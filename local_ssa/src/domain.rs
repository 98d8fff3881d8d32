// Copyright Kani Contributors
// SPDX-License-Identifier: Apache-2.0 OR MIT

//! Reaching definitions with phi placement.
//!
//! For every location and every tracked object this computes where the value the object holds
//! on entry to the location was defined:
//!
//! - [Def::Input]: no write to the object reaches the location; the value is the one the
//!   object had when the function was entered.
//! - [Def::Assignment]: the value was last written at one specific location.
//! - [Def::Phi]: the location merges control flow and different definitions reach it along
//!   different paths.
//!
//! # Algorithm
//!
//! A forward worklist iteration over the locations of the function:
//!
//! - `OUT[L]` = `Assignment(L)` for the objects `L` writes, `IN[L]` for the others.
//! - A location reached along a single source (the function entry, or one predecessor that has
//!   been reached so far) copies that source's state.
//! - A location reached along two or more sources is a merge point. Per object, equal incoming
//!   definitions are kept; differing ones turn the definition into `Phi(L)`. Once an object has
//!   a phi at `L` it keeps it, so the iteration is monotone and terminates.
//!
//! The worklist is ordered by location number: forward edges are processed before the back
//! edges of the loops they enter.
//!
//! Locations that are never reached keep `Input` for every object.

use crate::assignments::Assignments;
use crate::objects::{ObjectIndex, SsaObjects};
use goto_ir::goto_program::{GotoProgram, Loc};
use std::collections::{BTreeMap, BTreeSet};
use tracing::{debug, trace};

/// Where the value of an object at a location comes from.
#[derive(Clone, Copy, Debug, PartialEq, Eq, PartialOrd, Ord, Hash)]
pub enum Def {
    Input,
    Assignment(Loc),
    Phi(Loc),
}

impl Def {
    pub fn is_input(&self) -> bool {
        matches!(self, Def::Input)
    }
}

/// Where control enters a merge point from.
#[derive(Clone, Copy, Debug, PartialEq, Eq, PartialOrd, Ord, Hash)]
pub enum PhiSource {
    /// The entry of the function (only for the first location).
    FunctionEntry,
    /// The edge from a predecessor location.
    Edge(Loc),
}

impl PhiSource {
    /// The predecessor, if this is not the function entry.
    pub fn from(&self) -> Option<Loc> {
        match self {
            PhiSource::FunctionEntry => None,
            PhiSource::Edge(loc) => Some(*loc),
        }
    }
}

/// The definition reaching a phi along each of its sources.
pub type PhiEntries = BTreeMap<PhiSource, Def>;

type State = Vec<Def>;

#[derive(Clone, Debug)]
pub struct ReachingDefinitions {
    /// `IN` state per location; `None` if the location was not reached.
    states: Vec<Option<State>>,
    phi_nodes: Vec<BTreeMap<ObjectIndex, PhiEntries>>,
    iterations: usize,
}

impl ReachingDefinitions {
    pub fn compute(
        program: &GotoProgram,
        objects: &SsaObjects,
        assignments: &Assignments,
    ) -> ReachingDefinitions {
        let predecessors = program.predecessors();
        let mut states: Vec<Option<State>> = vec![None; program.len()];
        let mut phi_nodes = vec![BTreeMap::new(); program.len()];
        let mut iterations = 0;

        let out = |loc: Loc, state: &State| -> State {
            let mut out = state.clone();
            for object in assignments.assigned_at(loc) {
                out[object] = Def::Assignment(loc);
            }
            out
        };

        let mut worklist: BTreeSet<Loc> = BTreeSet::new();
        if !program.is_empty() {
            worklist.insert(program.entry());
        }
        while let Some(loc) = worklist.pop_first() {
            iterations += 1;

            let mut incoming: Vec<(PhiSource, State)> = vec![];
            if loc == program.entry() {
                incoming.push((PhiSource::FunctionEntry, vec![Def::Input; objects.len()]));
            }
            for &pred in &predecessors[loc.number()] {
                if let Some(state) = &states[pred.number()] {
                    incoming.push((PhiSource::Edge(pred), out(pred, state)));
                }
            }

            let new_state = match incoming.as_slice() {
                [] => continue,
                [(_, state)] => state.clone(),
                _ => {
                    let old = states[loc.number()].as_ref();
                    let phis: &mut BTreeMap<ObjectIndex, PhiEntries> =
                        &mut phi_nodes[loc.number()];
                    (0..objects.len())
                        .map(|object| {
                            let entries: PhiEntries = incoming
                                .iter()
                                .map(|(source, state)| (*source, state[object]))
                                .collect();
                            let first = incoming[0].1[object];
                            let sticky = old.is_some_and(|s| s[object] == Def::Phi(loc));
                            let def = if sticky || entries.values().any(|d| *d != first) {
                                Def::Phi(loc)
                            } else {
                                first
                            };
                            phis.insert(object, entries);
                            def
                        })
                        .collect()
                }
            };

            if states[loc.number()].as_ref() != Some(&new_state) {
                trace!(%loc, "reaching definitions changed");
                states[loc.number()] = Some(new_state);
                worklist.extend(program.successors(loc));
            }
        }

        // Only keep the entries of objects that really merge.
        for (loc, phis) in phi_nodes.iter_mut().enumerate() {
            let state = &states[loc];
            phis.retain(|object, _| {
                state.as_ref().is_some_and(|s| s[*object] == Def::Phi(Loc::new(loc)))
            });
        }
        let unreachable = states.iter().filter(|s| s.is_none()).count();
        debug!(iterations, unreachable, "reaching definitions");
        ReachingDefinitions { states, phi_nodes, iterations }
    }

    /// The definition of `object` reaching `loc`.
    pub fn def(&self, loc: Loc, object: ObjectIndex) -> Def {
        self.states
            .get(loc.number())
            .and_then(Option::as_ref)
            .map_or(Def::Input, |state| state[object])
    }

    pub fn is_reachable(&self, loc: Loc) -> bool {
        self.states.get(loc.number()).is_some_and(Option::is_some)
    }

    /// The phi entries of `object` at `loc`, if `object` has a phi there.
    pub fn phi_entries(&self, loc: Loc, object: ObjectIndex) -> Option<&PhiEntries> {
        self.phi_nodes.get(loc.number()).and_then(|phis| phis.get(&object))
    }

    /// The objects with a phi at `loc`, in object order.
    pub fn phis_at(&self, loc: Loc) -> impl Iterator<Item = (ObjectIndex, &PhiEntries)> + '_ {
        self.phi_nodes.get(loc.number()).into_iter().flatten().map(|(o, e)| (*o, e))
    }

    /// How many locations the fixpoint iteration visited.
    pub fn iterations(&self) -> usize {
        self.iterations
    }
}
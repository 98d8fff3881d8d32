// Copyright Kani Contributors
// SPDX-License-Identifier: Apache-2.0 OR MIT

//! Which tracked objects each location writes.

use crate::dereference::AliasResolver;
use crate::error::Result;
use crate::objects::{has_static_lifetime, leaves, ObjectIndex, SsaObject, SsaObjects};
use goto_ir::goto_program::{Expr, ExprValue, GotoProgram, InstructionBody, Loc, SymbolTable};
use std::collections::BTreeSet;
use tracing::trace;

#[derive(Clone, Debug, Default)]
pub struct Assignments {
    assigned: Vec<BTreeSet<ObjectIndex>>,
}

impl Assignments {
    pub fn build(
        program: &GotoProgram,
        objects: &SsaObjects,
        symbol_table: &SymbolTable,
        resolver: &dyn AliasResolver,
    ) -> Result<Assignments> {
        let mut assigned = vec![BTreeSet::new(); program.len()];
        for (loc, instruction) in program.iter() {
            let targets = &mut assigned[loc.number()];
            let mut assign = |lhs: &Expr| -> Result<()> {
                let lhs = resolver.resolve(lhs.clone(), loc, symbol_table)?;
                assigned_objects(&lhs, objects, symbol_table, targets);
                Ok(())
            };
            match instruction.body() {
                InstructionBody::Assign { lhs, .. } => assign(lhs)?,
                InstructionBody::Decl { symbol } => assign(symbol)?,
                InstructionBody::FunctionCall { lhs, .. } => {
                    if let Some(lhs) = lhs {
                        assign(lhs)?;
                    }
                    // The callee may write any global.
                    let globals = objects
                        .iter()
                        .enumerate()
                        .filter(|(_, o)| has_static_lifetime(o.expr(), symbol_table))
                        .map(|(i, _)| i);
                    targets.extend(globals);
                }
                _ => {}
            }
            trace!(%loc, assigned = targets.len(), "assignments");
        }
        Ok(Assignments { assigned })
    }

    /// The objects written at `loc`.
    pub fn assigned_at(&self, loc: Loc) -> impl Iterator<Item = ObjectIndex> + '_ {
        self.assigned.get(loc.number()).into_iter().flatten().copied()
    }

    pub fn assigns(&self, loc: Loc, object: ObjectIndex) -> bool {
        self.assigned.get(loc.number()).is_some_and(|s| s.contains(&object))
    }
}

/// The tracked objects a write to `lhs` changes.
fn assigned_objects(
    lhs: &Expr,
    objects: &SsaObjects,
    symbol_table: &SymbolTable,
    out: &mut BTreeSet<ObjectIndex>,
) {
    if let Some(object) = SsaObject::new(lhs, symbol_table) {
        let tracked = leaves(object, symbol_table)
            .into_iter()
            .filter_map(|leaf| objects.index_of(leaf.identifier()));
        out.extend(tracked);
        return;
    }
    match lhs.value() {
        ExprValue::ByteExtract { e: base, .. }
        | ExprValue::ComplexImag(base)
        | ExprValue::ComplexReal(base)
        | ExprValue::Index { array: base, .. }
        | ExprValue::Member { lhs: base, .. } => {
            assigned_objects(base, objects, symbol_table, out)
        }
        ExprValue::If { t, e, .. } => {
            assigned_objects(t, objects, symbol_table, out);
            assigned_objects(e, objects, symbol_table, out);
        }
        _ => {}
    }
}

■ ■ ■ ■

| WHAT THE TASK ASKS |
Here the job is to transcribe the lines from the first line of the data through the line containing "reach it along", inclusive, exactly and with nothing else.

| RESPONSE |
filename local_ssa/src/domain.rs
repository 98d8fff3881d8d32
// Copyright Kani Contributors
// SPDX-License-Identifier: Apache-2.0 OR MIT

//! Reaching definitions with phi placement.
//!
//! For every location and every tracked object this computes where the value the object holds
//! on entry to the location was defined:
//!
//! - [Def::Input]: no write to the object reaches the location; the value is the one the
//!   object had when the function was entered.
//! - [Def::Assignment]: the value was last written at one specific location.
//! - [Def::Phi]: the location merges control flow and different definitions reach it along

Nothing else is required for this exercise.